Il cellulare traina la spesa degli italiani. In un quadro di consumi piatti, gli acquisti delle famiglie si concentrano su pochi prodotti: alimentari, casa e auto. Spese necessarie per la vita quotidiana, alle quali si aggiunge però un altro elemento: il telefonino. Secondo la fotografia scattata dall'Istat sui consumi 2004, le comunicazioni registrano infatti un aumento significativo, secondo solo a quelli di abitazione e trasporti, settori per cui gli italiani, stretti anche dagli aumenti dei prezzi, continuano a spendere la maggior parte delle risorse. Tra il 2003 e il 2004, spiega l’Istat, la spesa media di una famiglia è passata da 2.308 a 2.381 euro, con una differenza di 73 euro, pari al 3,2%; ma gli italiani hanno speso di più soprattutto perché sono aumentati i prezzi. L’incremento del 3,2% ingloba infatti il tasso di inflazione (più 2,2% nel 2004) e la crescita dei cosiddetti fitti figurativi (quanto avrebbero cioè guadagnato le famiglie se avessero affittato la casa di proprietà), inseriti nelle statistiche per cercare di equiparare le condizioni di vita delle diverse tipologie di famiglie. Al netto di queste componenti i consumi sarebbero rimasti sostanzialmente stabili. E stabile è innanzitutto la spesa alimentare. Per mangiare e bere le famiglie hanno speso lo scorso anno 453 euro, il 19% del totale speso ogni mese. A crescere è invece il peso della casa, che da sola, tra affitti, ristrutturazioni e manutenzioni, è arrivata a 606 euro contro i 576 del 2003, oltre un quarto della spesa totale. La percentuale sale a un terzo se si sommano le bollette.
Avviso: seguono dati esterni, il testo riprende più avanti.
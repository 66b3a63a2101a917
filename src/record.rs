//! The serialized form of one cached object.
//!
//! ```text
//! header:               link_table_end: u32, property_end: u32, resource_end: u32 (absolute offsets)
//! link table:           type, template, owner (u16 length + UTF-8, empty for none), count: u32, count references
//! properties:           [link_table_end, property_end)
//! persistent resource:  [property_end, resource_end)
//! ```
//!
//! Property and resource bytes are opaque here; the loader hands them out as ranges of the loaded buffer.
use std::ops::Range;

use crate::*;

pub const RECORD_HEADER_SIZE: usize = 12;

#[derive(Debug, Clone, PartialEq, Eq, thiserror::Error)]
pub enum RecordError {
    #[error(transparent)]
    Truncated(#[from] Truncated),
    #[error("record regions (link table end {link_table_end}, property end {property_end}, resource end {resource_end}) do not fit a {len} byte buffer")]
    InvalidRegions {
        len: usize,
        link_table_end: u32,
        property_end: u32,
        resource_end: u32,
    },
    #[error("{what} link is not valid UTF-8")]
    InvalidUtf8 { what: &'static str },
    #[error("{what} link \"{path}\" is malformed")]
    InvalidLinkPath {
        what: &'static str,
        path: String,
        #[source]
        source: AssetPathError,
    },
    #[error("reference {index} is empty")]
    EmptyReference { index: u32 },
    #[error("{what} is too large to encode")]
    TooLarge { what: &'static str },
}

/// Byte ranges of the three regions of a record.
#[derive(Clone, Debug, PartialEq, Eq)]
pub struct RecordRegions {
    pub link_table: Range<usize>,
    pub properties: Range<usize>,
    pub persistent_resource: Range<usize>,
}

impl RecordRegions {
    /// Read and validate the header of `buffer`.
    pub fn read(buffer: &[u8]) -> Result<RecordRegions, RecordError> {
        let mut reader = ByteReader::new(buffer);
        let link_table_end = reader.read_u32("record link table end")?;
        let property_end = reader.read_u32("record property end")?;
        let resource_end = reader.read_u32("record resource end")?;

        let ordered = RECORD_HEADER_SIZE <= link_table_end as usize
            && link_table_end <= property_end
            && property_end <= resource_end
            && resource_end as usize <= buffer.len();
        if !ordered {
            return Err(RecordError::InvalidRegions {
                len: buffer.len(),
                link_table_end,
                property_end,
                resource_end,
            });
        }

        Ok(RecordRegions {
            link_table: RECORD_HEADER_SIZE..link_table_end as usize,
            properties: link_table_end as usize..property_end as usize,
            persistent_resource: property_end as usize..resource_end as usize,
        })
    }
}

/// The links of a record.  The null path means the link is absent.
#[derive(Clone, Debug, Default, PartialEq, Eq)]
pub struct LinkTableData {
    pub type_path: AssetPath,
    pub template: AssetPath,
    pub owner: AssetPath,
    pub references: Vec<AssetPath>,
}

fn read_link(reader: &mut ByteReader<'_>, what: &'static str) -> Result<AssetPath, RecordError> {
    let bytes = reader.read_string(what)?;
    let text = std::str::from_utf8(bytes).map_err(|_| RecordError::InvalidUtf8 { what })?;
    AssetPath::parse(text).map_err(|source| RecordError::InvalidLinkPath {
        what,
        path: text.to_string(),
        source,
    })
}

fn write_link(writer: &mut ByteWriter, path: &AssetPath, what: &'static str) -> Result<(), RecordError> {
    writer
        .write_string(&path.to_string())
        .map_err(|_| RecordError::TooLarge { what })
}

impl LinkTableData {
    /// Parse the link table region, not including the header.
    pub fn read(bytes: &[u8]) -> Result<LinkTableData, RecordError> {
        let mut reader = ByteReader::new(bytes);
        let type_path = read_link(&mut reader, "type")?;
        let template = read_link(&mut reader, "template")?;
        let owner = read_link(&mut reader, "owner")?;

        let count = reader.read_u32("reference count")?;
        let mut references = Vec::with_capacity((count as usize).min(reader.remaining() / 2));
        for index in 0..count {
            let reference = read_link(&mut reader, "reference")?;
            if reference.is_empty() {
                return Err(RecordError::EmptyReference { index });
            }
            references.push(reference);
        }

        if reader.remaining() != 0 {
            log::debug!("Ignoring {} trailing link table bytes", reader.remaining());
        }

        Ok(LinkTableData {
            type_path,
            template,
            owner,
            references,
        })
    }

    fn write(&self, writer: &mut ByteWriter) -> Result<(), RecordError> {
        write_link(writer, &self.type_path, "type")?;
        write_link(writer, &self.template, "template")?;
        write_link(writer, &self.owner, "owner")?;

        let count = u32::try_from(self.references.len()).map_err(|_| RecordError::TooLarge {
            what: "reference list",
        })?;
        writer.write_u32(count);
        for (index, reference) in self.references.iter().enumerate() {
            if reference.is_empty() {
                return Err(RecordError::EmptyReference {
                    index: index as u32,
                });
            }
            write_link(writer, reference, "reference")?;
        }
        Ok(())
    }
}

/// Builds the bytes of a record, e.g. for [Cache::cache_entry].
#[derive(Clone, Debug, Default)]
pub struct ObjectRecordWriter {
    links: LinkTableData,
    properties: Vec<u8>,
    persistent_resource: Vec<u8>,
}

impl ObjectRecordWriter {
    pub fn new() -> ObjectRecordWriter {
        Default::default()
    }

    pub fn type_path(mut self, path: AssetPath) -> Self {
        self.links.type_path = path;
        self
    }

    pub fn template(mut self, path: AssetPath) -> Self {
        self.links.template = path;
        self
    }

    pub fn owner(mut self, path: AssetPath) -> Self {
        self.links.owner = path;
        self
    }

    pub fn reference(mut self, path: AssetPath) -> Self {
        self.links.references.push(path);
        self
    }

    pub fn properties(mut self, bytes: impl Into<Vec<u8>>) -> Self {
        self.properties = bytes.into();
        self
    }

    pub fn persistent_resource(mut self, bytes: impl Into<Vec<u8>>) -> Self {
        self.persistent_resource = bytes.into();
        self
    }

    pub fn encode(&self) -> Result<Vec<u8>, RecordError> {
        let mut writer = ByteWriter::new();
        writer.write_bytes(&[0; RECORD_HEADER_SIZE]);
        self.links.write(&mut writer)?;

        let region_end = |writer: &ByteWriter, what: &'static str| {
            u32::try_from(writer.len()).map_err(|_| RecordError::TooLarge { what })
        };
        let link_table_end = region_end(&writer, "link table")?;
        writer.write_bytes(&self.properties);
        let property_end = region_end(&writer, "property region")?;
        writer.write_bytes(&self.persistent_resource);
        let resource_end = region_end(&writer, "persistent resource region")?;

        writer.patch_u32(0, link_table_end);
        writer.patch_u32(4, property_end);
        writer.patch_u32(8, resource_end);
        Ok(writer.into_inner())
    }
}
L'aumento riguarda anche i trasporti (338 euro contro i 322 del 2003), con una ripresa degli acquisti di auto, e una crescita della spesa per la benzina, dovuta alle impennate dei listini. L’aumento dei consumi per le comunicazioni (da 48,8 a 50,5 euro al mese), evidente al Centro e al Nord, si differenzia invece proprio per l’impatto dei prezzi. A differenza degli altri capitoli di spesa, in cui va considerata la spinta inflazionistica, per le tlc il tasso di inflazione lo scorso anno è stato addirittura negativo (meno 6,4%): ciò significa si è speso decisamente di più in telefonini e ricariche. I consumi si differenziano notevolmente anche tra le aree del Paese. Al Nord la spesa mensile è aumentata del 6% (da 2.536 euro del 2003 a 2.689 euro del 2004), mentre al Centro e al Sud le variazioni sono state «statisticamente non significative».